# Distressed Furniture



## DangerMouse (Jul 17, 2008)

It's hard to find because anyone can 'distress' furniture with a can of shoe polish, a toothbrush and a length of chain.
Beat the crap out of your furniture with the chain, then fleck it with the toothbrush dipped in shoe polish to simulate years of fly poop and you're good to go. 

DM


----------



## Leah Frances (Jan 13, 2008)

Jenna said:


> I have always love distressed furniture but I have been unable to find much of it. Can anyone help?


I've got a bunch of crappy old furniture I can sell you


----------



## user1007 (Sep 23, 2009)

Flea markets, moving sales, Goodwill, Salvation Army, used furniture stores, dumpsters near student housing at move out time....

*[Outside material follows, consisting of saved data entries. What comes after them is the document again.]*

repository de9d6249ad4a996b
use chrono::{DateTime, Utc};
use rusqlite::Row;
use serde::{Deserialize, Serialize};

use super::FromSqliteRow;

#[derive(Debug, Clone, Serialize, Deserialize, PartialEq)]
#[serde(rename_all = "camelCase")]
pub struct User {
    pub id: String,
    pub provider: String,
    pub provider_user_id: String,
    pub name: Option<String>,
    #[serde(rename = "picture")]
    pub picture_url: Option<String>,
    pub email: Option<String>,
    pub status_message: Option<String>,
    pub created_at: DateTime<Utc>,
    pub updated_at: DateTime<Utc>,
}

impl FromSqliteRow for User {
    fn from_row(row: &Row) -> rusqlite::Result<Self> {
        Ok(Self {
            id: row.get("id")?,
            provider: row.get("provider")?,
            provider_user_id: row.get("provider_user_id")?,
            name: row.get("name")?,
            picture_url: row.get("picture_url")?,
            email: row.get("email")?,
            status_message: row.get("status_message")?,
            created_at: row.get("created_at")?,
            updated_at: row.get("updated_at")?,
        })
    }
}

/// Profile returned by an identity provider after a successful login.
#[derive(Debug, Clone, Default, PartialEq)]
pub struct Profile {
    pub subject: String,
    pub display_name: Option<String>,
    pub picture_url: Option<String>,
    pub email: Option<String>,
    pub status_message: Option<String>,
}

/// Body of `GET /api/me`.
#[derive(Debug, Clone, Serialize, Deserialize, PartialEq)]
#[serde(rename_all = "camelCase")]
pub struct Me {
    pub provider: String,
    pub user_id: String,
    pub name: String,
    pub picture: Option<String>,
    pub status_message: Option<String>,
}

impl From<User> for Me {
    fn from(user: User) -> Self {
        Self {
            provider: user.provider,
            user_id: user.id,
            name: user.name.unwrap_or_default(),
            picture: user.picture_url,
            status_message: user.status_message,
        }
    }
}
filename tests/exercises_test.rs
mod common;

use axum::http::{Method, StatusCode};
use serde_json::json;
use tower::ServiceExt;

const SHARED_ID: &str = "de1ed478-9973-4c7c-b623-f4562f11e29e";

struct Fixture {
    app: axum::Router,
    alice: String,
    bob: String,
}

async fn setup() -> Fixture {
    let pool = common::setup_test_db();
    common::seed_shared_exercise(&pool, SHARED_ID, "Back Squat").await;
    let alice = common::create_test_user(&pool, "alice").await;
    let bob = common::create_test_user(&pool, "bob").await;
    Fixture {
        alice: common::create_session_cookie(&pool, &alice).await,
        bob: common::create_session_cookie(&pool, &bob).await,
        app: common::create_test_app(pool),
    }
}

async fn create_exercise(f: &Fixture, cookie: &str, name: &str) -> serde_json::Value {
    let response = f
        .app
        .clone()
        .oneshot(common::json(
            Method::POST,
            "/api/exercises",
            cookie,
            json!({ "name": name, "type": "strength", "primaryMuscle": "back" }),
        ))
        .await
        .unwrap();
    assert_eq!(response.status(), StatusCode::CREATED);
    common::body_json(response).await
}

#[tokio::test]
async fn test_list_shows_shared_and_own() {
    let f = setup().await;
    create_exercise(&f, &f.alice, "Barbell Row").await;
    create_exercise(&f, &f.bob, "Bob's Curl").await;

    let response = f
        .app
        .clone()
        .oneshot(common::get("/api/exercises", &f.alice))
        .await
        .unwrap();

    let page = common::body_json(response).await;
    assert_eq!(page["total"], 2);
    let names: Vec<_> = page["items"]
        .as_array()
        .unwrap()
        .iter()
        .map(|e| e["name"].as_str().unwrap().to_string())
        .collect();
    assert_eq!(names, vec!["Back Squat", "Barbell Row"]);
}

#[tokio::test]
async fn test_only_mine_returns_owned_entries() {
    let f = setup().await;
    let created = create_exercise(&f, &f.alice, "Barbell Row").await;

    let response = f
        .app
        .clone()
        .oneshot(common::get("/api/exercises?onlyMine=true", &f.alice))
        .await
        .unwrap();

    let page = common::body_json(response).await;
    let items = page["items"].as_array().unwrap();
    assert_eq!(items.len(), 1);
    assert_eq!(items[0]["ownerUserId"], created["ownerUserId"]);
}

#[tokio::test]
async fn test_search_and_type_filter() {
    let f = setup().await;
    create_exercise(&f, &f.alice, "Front Squat").await;

    let response = f
        .app
        .clone()
        .oneshot(common::get("/api/exercises?q=SQUAT&limit=1", &f.alice))
        .await
        .unwrap();
    let page = common::body_json(response).await;
    assert_eq!(page["total"], 2);
    assert_eq!(page["items"].as_array().unwrap().len(), 1);

    let response = f
        .app
        .clone()
        .oneshot(common::get("/api/exercises?type=cardio", &f.alice))
        .await
        .unwrap();
    assert_eq!(common::body_json(response).await["total"], 0);

    let response = f
        .app
        .clone()
        .oneshot(common::get("/api/exercises?type=yoga", &f.alice))
        .await
        .unwrap();
    assert_eq!(response.status(), StatusCode::BAD_REQUEST);
}

#[tokio::test]
async fn test_duplicate_name_conflicts() {
    let f = setup().await;
    create_exercise(&f, &f.alice, "Pull Up").await;

    let response = f
        .app
        .clone()
        .oneshot(common::json(
            Method::POST,
            "/api/exercises",
            &f.alice,
            json!({ "name": " Pull Up ", "type": "strength" }),
        ))
        .await
        .unwrap();

    assert_eq!(response.status(), StatusCode::CONFLICT);
}

#[tokio::test]
async fn test_shared_exercise_is_read_only() {
    let f = setup().await;
    let uri = format!("/api/exercises/{}", SHARED_ID);

    let response = f
        .app
        .clone()
        .oneshot(common::get(&uri, &f.alice))
        .await
        .unwrap();
    assert_eq!(response.status(), StatusCode::OK);

    let response = f
        .app
        .clone()
        .oneshot(common::json(
            Method::PATCH,
            &uri,
            &f.alice,
            json!({ "name": "Squat" }),
        ))
        .await
        .unwrap();
    assert_eq!(response.status(), StatusCode::FORBIDDEN);

    let response = f
        .app
        .clone()
        .oneshot(common::delete(&uri, &f.alice))
        .await
        .unwrap();
    assert_eq!(response.status(), StatusCode::FORBIDDEN);
}

#[tokio::test]
async fn test_other_users_exercise_is_hidden() {
    let f = setup().await;
    let created = create_exercise(&f, &f.bob, "Secret Press").await;
    let uri = format!("/api/exercises/{}", created["id"].as_str().unwrap());

    for request in [
        common::get(&uri, &f.alice),
        common::json(Method::PATCH, &uri, &f.alice, json!({ "name": "Mine" })),
        common::delete(&uri, &f.alice),
    ] {
        let response = f.app.clone().oneshot(request).await.unwrap();
        assert_eq!(response.status(), StatusCode::NOT_FOUND);
    }
}

#[tokio::test]
async fn test_owner_can_update_and_delete() {
    let f = setup().await;
    let created = create_exercise(&f, &f.alice, "Dip").await;
    let uri = format!("/api/exercises/{}", created["id"].as_str().unwrap());

    let response = f
        .app
        .clone()
        .oneshot(common::json(
            Method::PATCH,
            &uri,
            &f.alice,
            json!({ "name": "Weighted Dip", "primaryMuscle": null, "isActive": false }),
        ))
        .await
        .unwrap();
    assert_eq!(response.status(), StatusCode::OK);
    let updated = common::body_json(response).await;
    assert_eq!(updated["name"], "Weighted Dip");
    assert!(updated["primaryMuscle"].is_null());
    assert_eq!(updated["isActive"], false);

    let response = f
        .app
        .clone()
        .oneshot(common::delete(&uri, &f.alice))
        .await
        .unwrap();
    assert_eq!(response.status(), StatusCode::NO_CONTENT);
}

#[tokio::test]
async fn test_exercise_in_use_cannot_be_deleted() {
    let f = setup().await;
    let created = create_exercise(&f, &f.alice, "Lunge").await;
    let exercise_id = created["id"].as_str().unwrap();

    let response = f
        .app
        .clone()
        .oneshot(common::json(
            Method::POST,
            "/api/workouts",
            &f.alice,
            json!({ "startedAt": "2024-05-01T07:00:00Z" }),
        ))
        .await
        .unwrap();
    let workout = common::body_json(response).await;
    let response = f
        .app
        .clone()
        .oneshot(common::json(
            Method::POST,
            &format!("/api/workouts/{}/sets", workout["id"].as_str().unwrap()),
            &f.alice,
            json!({ "exerciseId": exercise_id, "reps": 10 }),
        ))
        .await
        .unwrap();
    assert_eq!(response.status(), StatusCode::CREATED);

    let response = f
        .app
        .clone()
        .oneshot(common::delete(
            &format!("/api/exercises/{}", exercise_id),
            &f.alice,
        ))
        .await
        .unwrap();
    assert_eq!(response.status(), StatusCode::CONFLICT);
}
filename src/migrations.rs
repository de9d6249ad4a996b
//! Embedded database migrations
//!
//! The SQL files under `migrations/` are compiled into the binary so the
//! server does not depend on its working directory at runtime.

use crate::db::DbPool;

/// All migrations in order, each as (filename, sql_content)
pub const MIGRATIONS: &[(&str, &str)] = &[
    (
        "001_create_users.sql",
        include_str!("../migrations/001_create_users.sql"),
    ),
    (
        "002_create_sessions.sql",
        include_str!("../migrations/002_create_sessions.sql"),
    ),
    (
        "003_create_todos.sql",
        include_str!("../migrations/003_create_todos.sql"),
    ),
    (
        "004_create_exercises.sql",
        include_str!("../migrations/004_create_exercises.sql"),
    ),
    (
        "005_create_workouts.sql",
        include_str!("../migrations/005_create_workouts.sql"),
    ),
    (
        "006_create_workout_sets.sql",
        include_str!("../migrations/006_create_workout_sets.sql"),
    ),
    (
        "007_create_body_metrics.sql",
        include_str!("../migrations/007_create_body_metrics.sql"),
    ),
    (
        "008_exercise_name_nocase.sql",
        include_str!("../migrations/008_exercise_name_nocase.sql"),
    ),
];

/// Run all pending migrations on the database pool.
///
/// Applied migrations are recorded in a `_migrations` table and skipped on
/// later runs.
pub fn run_migrations(pool: &DbPool) -> anyhow::Result<()> {
    tracing::info!("Running migrations...");

    let conn = pool.get()?;

    conn.execute(
        "CREATE TABLE IF NOT EXISTS _migrations (
            name TEXT PRIMARY KEY,
            applied_at TEXT NOT NULL DEFAULT CURRENT_TIMESTAMP
        )",
        [],
    )?;

    for (filename, sql) in MIGRATIONS {
        let already_applied: bool = conn.query_row(
            "SELECT COUNT(*) > 0 FROM _migrations WHERE name = ?",
            [filename],
            |row| row.get(0),
        )?;

        if already_applied {
            tracing::debug!("Skipping already applied migration: {}", filename);
            continue;
        }

        tracing::info!("Running migration: {}", filename);

        conn.execute_batch(sql)?;
        conn.execute("INSERT INTO _migrations (name) VALUES (?)", [filename])?;
    }

    tracing::info!("Migrations completed");
    Ok(())
}

/// Run all migrations without tracking, for fresh in-memory test databases.
pub fn run_migrations_for_tests(pool: &DbPool) -> Result<(), Box<dyn std::error::Error>> {
    let conn = pool.get()?;

    for (_filename, sql) in MIGRATIONS {
        conn.execute_batch(sql)?;
    }

    Ok(())
}
use std::process::Command;

fn main() {
    println!("cargo:rerun-if-changed=.git/HEAD");
    println!("cargo:rerun-if-changed=.git/index");
    println!("cargo:rerun-if-env-changed=GIT_VERSION");

    println!("cargo:rustc-env=GIT_VERSION={}", resolve_version());
}

/// CI images pass `GIT_VERSION` explicitly; local builds ask git.
fn resolve_version() -> String {
    match std::env::var("GIT_VERSION") {
        Ok(version) if !version.is_empty() && version != "dev" => version,
        _ => describe_head().unwrap_or_else(|| "dev".to_string()),
    }
}

fn describe_head() -> Option<String> {
    let output = Command::new("git")
        .args(["describe", "--tags", "--always", "--dirty"])
        .output()
        .ok()?;
    if !output.status.success() {
        return None;
    }
    let version = String::from_utf8_lossy(&output.stdout).trim().to_string();
    (!version.is_empty()).then_some(version)
}
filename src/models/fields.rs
//! Serde helpers shared by the request payloads.

use serde::{Deserialize, Deserializer};

/// Distinguish an absent field from an explicit `null` in a partial update.
///
/// Use together with `#[serde(default)]`: absent gives `None`, `null` gives
/// `Some(None)` and a value gives `Some(Some(v))`.
pub fn nullable<'de, D, T>(deserializer: D) -> Result<Option<Option<T>>, D::Error>
where
    D: Deserializer<'de>,
    T: Deserialize<'de>,
{
    Option::<T>::deserialize(deserializer).map(Some)
}

/// Trim free text; blank input becomes `None`.
pub fn normalize_text(value: Option<String>) -> Option<String> {
    value
        .map(|s| s.trim().to_string())
        .filter(|s| !s.is_empty())
}
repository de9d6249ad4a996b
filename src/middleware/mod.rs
pub mod auth;

pub use auth::AuthUser;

Distressed furniture can mean a lot of different things. I assume you wanted distressed from an appearance standpoint only? You are not looking for three legged dining room chairs?


----------



## Blondesense (Sep 23, 2008)

Like DangerMouse said, you can distress furniture yourself. The first step is to learn how to tell the difference between real wood, wood veneer, and the new particle board and contact paper crap being sold as furniture. Real wood is your best choice. Veneer is doable. But don't waste your time on the particle board/MDF stuff.


----------



## DIY_Diva (Mar 29, 2011)

I agree, re. real wood. If there's an IKEA near your house they often sell real wood furniture, unfinished, that you can easily distress yourself. Pretty affordable, too.


----------